There are three styles of notes you can choose to customize your perfect analysis or package. Below are the descriptions of each:
DEVELOPMENT: Comprehensive, in-depth developmental notes on all elements of story that apply (structure, character, tone, narrative drive, format, plot, clarity, theme, voice, etc) with suggestions and solutions for improvement. Tends to be 7-10 pages in length. However, if 7-10 pages of notes are not warranted, I will not stretch them out or point out unnecessary things just to meet the page count. This package is great for beginners and those who really want a fine tooth comb taken to their script to get it industry or fellowship ready. Also comes with an annotated script that has been proofread for grammar, spelling, formatting, and general/specific suggestions. This is the Mariana Trench of in-depth notes!

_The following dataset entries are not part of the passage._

//! Opaque identifiers for entities, relationships and stored structures.
//!
//! Identifiers are random UUID v4 strings. They are compared as plain
//! strings; nothing in the model interprets their content.

use uuid::Uuid;

/// Allocates a fresh, unique identifier.
///
/// # Examples
///
/// ```
/// use strata_core::identifier::new_id;
///
/// let a = new_id();
/// let b = new_id();
/// assert_ne!(a, b);
/// assert_eq!(a.len(), 36);
/// ```
pub fn new_id() -> String {
    Uuid::new_v4().to_string()
}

BASIC: A 2-3 page summary or overview of the strengths and weaknesses of the submission in regards to story, character, plot, structure, tone, voice, narrative drive, etc. Not as comprehensive as "Developmental Notes," with less emphasis on "teaching" industry standards and structure. Does not come with a "copy-edited" or annotated version of the submission. Proof reading for spelling/grammar is not the focus here. This is geared more toward an intermediate writer who has a story issue they just can't crack or who wants an extra set of eyes on their work before submitting to fellowships, competitions, and agents.
GRAMMAR: This option focuses on grammar, spelling, and formatting ONLY and comes with an annotated copy of the script with corrections. No story notes come with this option, it is for proofreading only.
*I never judge on subject matter and keep my personal bias in check at all times. I might comment about current market trends if it is pertinent or helpful. My note giving style is tough but fair and I believe in pointing out what is working in a script, not just what isn't. I’m a firm believer in having a strong first 10-15 pages as well, and emphasize telling a complete and cohesive story that properly sets up a television series (if applicable).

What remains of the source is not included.